- [DESCRIPTION OF THE TASK] Within the listing below, filter for "order" and copy every matching line.
-=-=-
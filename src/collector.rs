//! Directory walk producing the list of files to pack

use std::path::{Component, Path, PathBuf};

use anyhow::{anyhow, Context, Result};
use log::{debug, info};
use walkdir::WalkDir;

use crate::filter::{Decision, PathFilter};

/// Walks a directory tree and selects files with a [`PathFilter`]
pub struct Collector {
    root: PathBuf,
    filter: PathFilter,
}

impl Collector {
    pub fn new(root: impl Into<PathBuf>, filter: PathFilter) -> Self {
        Self {
            root: root.into(),
            filter,
        }
    }

    /// Collect the relative paths of all selected files.
    ///
    /// Entries are visited in file name order, so the result is stable
    /// across runs. A top-level `README.md` is moved to the front.
    /// Fails if the walk errors or nothing survives filtering.
    pub fn collect(&self) -> Result<Vec<String>> {
        info!("Scanning {} ...", self.root.display());

        let mut files = Vec::new();
        let mut walker = WalkDir::new(&self.root)
            .min_depth(1)
            .sort_by_file_name()
            .into_iter();

        while let Some(entry) = walker.next() {
            let entry = entry
                .with_context(|| format!("Failed to walk directory: {}", self.root.display()))?;
            let rel_path = relative_name(&self.root, entry.path())?;

            if entry.file_type().is_dir() {
                if self.filter.check_dir(&rel_path) == Decision::Prune {
                    debug!("Pruned directory: {}", rel_path);
                    walker.skip_current_dir();
                }
                continue;
            }

            match self.filter.check_file(&rel_path, entry.path()) {
                Decision::Include => files.push(rel_path),
                Decision::Skip(reason) => debug!("Skipped {}: {}", rel_path, reason),
                Decision::Descend | Decision::Prune => {}
            }
        }

        if files.is_empty() {
            return Err(anyhow!("No relevant files found in {}", self.root.display()));
        }

        prioritize_readme(&mut files);
        info!("Found {} files", files.len());
        Ok(files)
    }
}

/// Relative path of `path` below `root`, joined with `/`
pub fn relative_name(root: &Path, path: &Path) -> Result<String> {
    let rel = path
        .strip_prefix(root)
        .map_err(|_| anyhow!("Failed to get relative path for {}", path.display()))?;

    let parts: Vec<_> = rel
        .components()
        .filter_map(|c| match c {
            Component::Normal(part) => Some(part.to_string_lossy()),
            _ => None,
        })
        .collect();
    Ok(parts.join("/"))
}

/// Move the first top-level `readme.md` (any case) to the front, keeping
/// the order of everything else.
pub fn prioritize_readme(files: &mut Vec<String>) {
    let position = files
        .iter()
        .position(|f| !f.contains('/') && f.eq_ignore_ascii_case("readme.md"));

    if let Some(index) = position {
        let readme = files.remove(index);
        files.insert(0, readme);
    }
}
-=-=-
- [ANSWER TO THIS TASK]
    /// Entries are visited in file name order, so the result is stable
/// the order of everything else.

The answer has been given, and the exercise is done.